Federal Rule of Civil Procedure 55 sets forth a two-step process for a party seeking a default judgment. See Williams v. Smithson, 57 F.3d 1081 (10th Cir. 1995) (unpublished table decision). First, a party must obtain a clerk's entry of default. See FED. R. CIV. P. 55(a) ("When a party against whom a judgment for affirmative relief is sought has failed to plead or otherwise defend, and that failure is shown by affidavit or otherwise, the clerk must enter the party's default.") But "[t]he fact that Rule 55(a) gives the clerk authority to enter a default is not a limitation on the power of the court to do so." 10A CHARLES ALAN WRIGHT, ARTHUR R. MILLER & MARY KAY KANE, FEDERAL PRACTICE AND PROCEDURE § 2682 (4th ed.). Second, once the clerk enters the default, the party must either request the clerk to enter default judgment when the claim is for "a sum certain or a sum that can be made certain by computation," FED. R. CIV. P. 55(b)(1), or "[i]n all other cases, the party must apply to the court for a default judgment," FED. R. CIV. P. 55(b)(2). The harsh sanction of default judgment is disfavored:

Strong policies favor resolution of disputes on their merits: the default judgment must normally be viewed as available only when the adversary process has been halted because of an essentially unresponsive party. In that instance, the diligent party must be protected lest he be faced with interminable delay and continued uncertainty as to his rights. The default judgment remedy serves as such a protection.
In re Rains, 946 F.2d 731, 732 (10th Cir. 1991) (citations and internal quotations and alterations omitted). "[T]he entry of a default judgment is committed to the sound discretion of the district court." Tripodi v. Welch, 810 F.3d 761, 764 (10th Cir. 2016).

"The court may set aside an entry of default for good cause, and it may set aside a final default judgment under Rule 60(b)." FED. R. CIV. P. 55(c). "[T]he good cause required by FED. R. CIV. P. 55(c) for setting aside entry of default poses a lesser standard for the defaulting party than the excusable neglect which must be shown for relief from judgment under FED. R. CIV. P. 60(b)." Pinson v. Equifax Credit Info. Servs., Inc., 316 F. App'x 744, 750 (10th Cir. 2009) (unpublished) (quoting Dennis Garberg & Assocs., Inc. v. Pack-Tech Int'l Corp., 115 F.3d 767, 775 n.6 (10th Cir. 1997)). The lesser standard of "good cause" applies until a final judgment is entered. See FED. R. CIV. P. 55(c) advisory committee's note to 2015 amendment ("The demanding standards set by Rule 60(b) apply only in seeking relief from a final judgment.").
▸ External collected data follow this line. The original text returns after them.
use serde::Serialize;
use tracing::debug;

use crate::aggregate::{
    self, CategoryCount, CrossTab, RiskSummary, SentimentCount, TrendPoint, WordCount,
};
use crate::{AnalysisConfig, EnrichedReport, EnrichedTable, FilterSelection, SkippedRow};

/// Everything the dashboard renders for one filter selection.
#[derive(Debug, Clone, PartialEq, Serialize)]
pub struct Dashboard {
    /// Rows in the enriched table before filtering.
    pub uploaded: usize,
    pub selection: FilterSelection,
    pub summary: RiskSummary,
    pub sentiment: Vec<SentimentCount>,
    pub categories: Vec<CategoryCount>,
    pub cross_tab: CrossTab,
    /// `None` when the upload has no `Date` column.
    pub trend: Option<Vec<TrendPoint>>,
    pub top_high_risk: Vec<EnrichedReport>,
    pub words: Vec<WordCount>,
    pub skipped: Vec<SkippedRow>,
}

impl Dashboard {
    /// Filter `table` by `selection` and compute every aggregate.
    pub fn build(
        table: &EnrichedTable,
        selection: &FilterSelection,
        config: &AnalysisConfig,
    ) -> Self {
        let rows = selection.apply(table.reports());
        debug!(
            uploaded = table.len(),
            selected = rows.len(),
            "building dashboard"
        );

        Self {
            uploaded: table.len(),
            selection: selection.clone(),
            summary: aggregate::risk_summary(&rows),
            sentiment: aggregate::sentiment_distribution(&rows),
            categories: aggregate::category_distribution(&rows),
            cross_tab: aggregate::cross_tab(&rows),
            trend: table.has_date().then(|| aggregate::trend(&rows)),
            top_high_risk: aggregate::top_high_risk(&rows, config.top_n)
                .into_iter()
                .cloned()
                .collect(),
            words: aggregate::word_frequencies(&rows, config.word_limit),
            skipped: table.skipped().to_vec(),
        }
    }

    /// Dashboard with no filter applied.
    pub fn unfiltered(table: &EnrichedTable, config: &AnalysisConfig) -> Self {
        Self::build(table, &FilterSelection::observed(table.reports()), config)
    }

    /// Source rows of the high-risk detail table.
    pub fn top_high_risk_rows(&self) -> Vec<usize> {
        self.top_high_risk.iter().map(EnrichedReport::row).collect()
    }
}

#[cfg(test)]
mod tests {
    use std::io::Cursor;

    use symptrack_core::{RiskTier, Sentiment};
    use symptrack_store::read_csv_from;

    use super::*;
    use crate::{EnrichError, SeverityPolicy, enrich};

    fn table_from(csv: &str, policy: SeverityPolicy) -> Result<EnrichedTable, EnrichError> {
        let batch = read_csv_from(Cursor::new(csv.to_string())).unwrap();
        enrich(&batch, policy)
    }

    const SCENARIO: &str = "\
Text,Symptoms,Severity,Date
I have a bad cough,cough,5,2024-01-01
feeling great,-,1,2024-01-02
";

    const WEEK: &str = "\
Text,Severity,Date
Severe cough and fever,4.5,2024-03-01
Mild headache,1.5,2024-03-01
Very tired today,2.5,2024-03-02
Terrible migraine,4,2024-03-02
Feeling better,0.5,
Cough at night,3,2024-03-03
";

    #[test]
    fn two_row_scenario() {
        let table = table_from(SCENARIO, SeverityPolicy::Reject).unwrap();
        let dash = Dashboard::unfiltered(&table, &AnalysisConfig::default());

        assert_eq!(dash.uploaded, 2);
        assert_eq!(dash.summary.total, 2);
        assert_eq!(dash.summary.high, 1);
        assert_eq!(dash.summary.medium, 0);
        assert_eq!(dash.summary.low, 1);
        assert_eq!(dash.top_high_risk_rows(), vec![0]);
        assert_eq!(dash.top_high_risk[0].symptom_category, "Respiratory");
        assert_eq!(dash.top_high_risk[0].sentiment, Sentiment::Negative);
        assert_eq!(dash.cross_tab.get("Respiratory", RiskTier::High), 1);
        assert_eq!(dash.cross_tab.get("Other", RiskTier::Low), 1);
        assert_eq!(dash.trend.as_ref().map(Vec::len), Some(2));
        assert!(dash.skipped.is_empty());
    }

    #[test]
    fn filtered_aggregates_agree() {
        let table = table_from(WEEK, SeverityPolicy::Reject).unwrap();
        let selection = FilterSelection::observed(table.reports())
            .with_risks([RiskTier::High, RiskTier::Medium]);
        let dash = Dashboard::build(&table, &selection, &AnalysisConfig::default());

        assert_eq!(dash.uploaded, 6);
        assert_eq!(dash.summary.total, 4);
        assert_eq!(dash.summary.low, 0);
        assert_eq!(dash.cross_tab.total(), dash.summary.total);
        assert_eq!(
            dash.categories.iter().map(|c| c.count).sum::<usize>(),
            dash.summary.total
        );
        assert_eq!(
            dash.sentiment.iter().map(|c| c.count).sum::<usize>(),
            dash.summary.total
        );
        assert_eq!(dash.top_high_risk_rows(), vec![0, 3]);
    }

    #[test]
    fn trend_skips_rows_without_dates() {
        let table = table_from(WEEK, SeverityPolicy::Reject).unwrap();
        let dash = Dashboard::unfiltered(&table, &AnalysisConfig::default());
        let trend = dash.trend.unwrap();
        assert_eq!(trend.iter().map(|p| p.count).sum::<usize>(), 5);
        assert!(trend.windows(2).all(|w| w[0].date <= w[1].date));
    }

    #[test]
    fn short_row_without_date_counts_outside_trend() {
        let csv = "Text,Severity,Date\nbad cough,5,2024-01-01\nFeeling better,0.5\n";
        let table = table_from(csv, SeverityPolicy::Reject).unwrap();
        let dash = Dashboard::unfiltered(&table, &AnalysisConfig::default());

        assert_eq!(dash.summary.total, 2);
        assert_eq!(dash.summary.low, 1);
        assert_eq!(dash.cross_tab.get("Other", RiskTier::Low), 1);
        let trend = dash.trend.unwrap();
        assert_eq!(trend.len(), 1);
        assert_eq!(trend[0].category, "Respiratory");
        assert_eq!(trend[0].count, 1);
    }

    #[test]
    fn no_date_column_means_no_trend() {
        let csv = "Text,Severity\nbad cough,5\nfine,1\n";
        let table = table_from(csv, SeverityPolicy::Reject).unwrap();
        let dash = Dashboard::unfiltered(&table, &AnalysisConfig::default());
        assert!(dash.trend.is_none());
        assert_eq!(dash.summary.total, 2);
    }

    #[test]
    fn empty_selection_gives_empty_dashboard() {
        let table = table_from(WEEK, SeverityPolicy::Reject).unwrap();
        let selection = FilterSelection::observed(table.reports()).with_categories(["Nausea"]);
        let dash = Dashboard::build(&table, &selection, &AnalysisConfig::default());

        assert_eq!(dash.summary, RiskSummary::default());
        assert!(dash.categories.is_empty());
        assert!(dash.cross_tab.rows.is_empty());
        assert_eq!(dash.trend, Some(Vec::new()));
        assert!(dash.top_high_risk.is_empty());
        assert!(dash.words.is_empty());
    }

    #[test]
    fn config_limits_apply() {
        let table = table_from(WEEK, SeverityPolicy::Reject).unwrap();
        let config = AnalysisConfig::default().with_top_n(1).with_word_limit(2);
        let dash = Dashboard::unfiltered(&table, &config);
        assert_eq!(dash.top_high_risk_rows(), vec![0]);
        assert_eq!(dash.words.len(), 2);
        assert_eq!(dash.words[0].word, "cough");
    }

    #[test]
    fn missing_severity_column_is_rejected() {
        let csv = "Text,Date\nbad cough,2024-01-01\n";
        let err = table_from(csv, SeverityPolicy::Reject).unwrap_err();
        assert!(matches!(err, EnrichError::MissingColumn { ref column } if column == "Severity"));
    }

    #[test]
    fn skipped_rows_are_carried() {
        let csv = "Text,Severity\nbad cough,5\nunknown,n/a\nfine,1\n";
        let table = table_from(csv, SeverityPolicy::Skip).unwrap();
        let dash = Dashboard::unfiltered(&table, &AnalysisConfig::default());
        assert_eq!(dash.summary.total, 2);
        assert_eq!(dash.skipped.len(), 1);
        assert_eq!(dash.skipped[0].row, 1);
        assert_eq!(dash.skipped[0].value.as_deref(), Some("n/a"));
    }

    #[test]
    fn serializes_to_json() {
        let table = table_from(SCENARIO, SeverityPolicy::Reject).unwrap();
        let dash = Dashboard::unfiltered(&table, &AnalysisConfig::default());
        let json = serde_json::to_value(&dash).unwrap();
        assert_eq!(json["summary"]["high"], 1);
        assert_eq!(json["cross_tab"]["risks"][0], "High");
        assert_eq!(json["top_high_risk"][0]["text"], "I have a bad cough");
        assert_eq!(json["trend"][0]["date"], "2024-01-01");
    }
}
The Court may consider the same factors in determining whether to set aside a clerk's entry of default as it does in determining whether to set aside a default judgment. "In deciding whether to set aside an entry of default, courts may consider, among other things, 'whether the default was willful, whether setting it aside would prejudice the adversary, and whether a meritorious defense is presented.'" Pinson, 316 F. App'x at 750 (quoting Dierschke v. O'Cheskey (In re Dierschke), 975 F.2d 181, 183 (5th Cir. 1992)). "Three requirements must be met when setting aside a default judgment under Rule 60(b): '(1) the moving party's culpable conduct did not cause the default; (2) the moving party has a meritorious defense; and (3) the non-moving party will not be prejudiced by setting aside the judgment.'" United States v. $285,350.00 in U.S. Currency, 547 F. App'x 886, 887 (10th Cir. 2013) (unpublished) (quoting United States v. Timbers Preserve, 999 F.2d 452, 454 (10th Cir. 1993), abrogated on other grounds by Degen v. United States, 517 U.S. 820, 825 (1996)). These factors are not "talismanic," and the Court may consider other factors and need not consider all the factors. Hunt v. Ford Motor Co., 65 F.3d 178 (10th Cir. 1995) (unpublished table decision). The standard for setting aside an entry of default under Rule 55(c) is fairly liberal because "[t]he preferred disposition of any case is upon its merits and not by default judgment." Gomes v. Williams, 420 F.2d 1364, 1366 (10th Cir. 1970).

B. Analysis

As an initial matter, I recommend that the Court grant Mr. Behounek's Motion for Court Clerk's Entry of Default (Doc. 19). The Clerk of Court has not entered default and this motion is still pending. As discussed above, the affidavit Mr. Behounek attached to his motion for entry of default did not reference the correct complaint. See Doc. 20 (affidavit referencing initial complaint (Doc. 4)). However, Mr. Behounek filed an amended affidavit on June 10, 2020 (Doc. 32), which did reference his amended complaint (Doc. 11). The Court considers the amended affidavit filed nunc pro tunc on May 29, 2020. The amended affidavit shows that defendants were served on May 7, 2020. Doc. 32 at 1 (citing Docs. 15, 16 (proofs of service)). Defendants' answers to the amended complaint were therefore due on May 28, 2020. FED. R. CIV. P. 12(a)(1)(A)(i). Because defendants' answers were not filed until May 29, 2020, plaintiff is entitled to an entry of default under Rule 55(a). FED. R. CIV. P. 55(a). Under Rule 55(a), the clerk "must enter the party's default" when defendants have "failed to plead or otherwise defend, and that failure is shown by affidavit." FED. R. CIV. P. 55(a) (emphasis added). Because defendants failed to plead by the May 28, 2020 deadline, and because Mr. Behounek showed that failure by affidavit (Doc. 32), he is entitled a clerk's entry of default under Rule 55(a). The Court does not appear to have discretion to deny a clerk's entry of default. See Bricklayers & Allied Craftworkers Local 2, Albany, N.Y. Pension Fund v. Moulton Masonry & Const., LLC, 779 F.3d 182, 186 (2d Cir. 2015) ("The entry of default is . . . not discretionary."). I therefore recommend that the Court grant Mr. Behounek's Motion for Court Clerk's Entry of Default (Doc. 19).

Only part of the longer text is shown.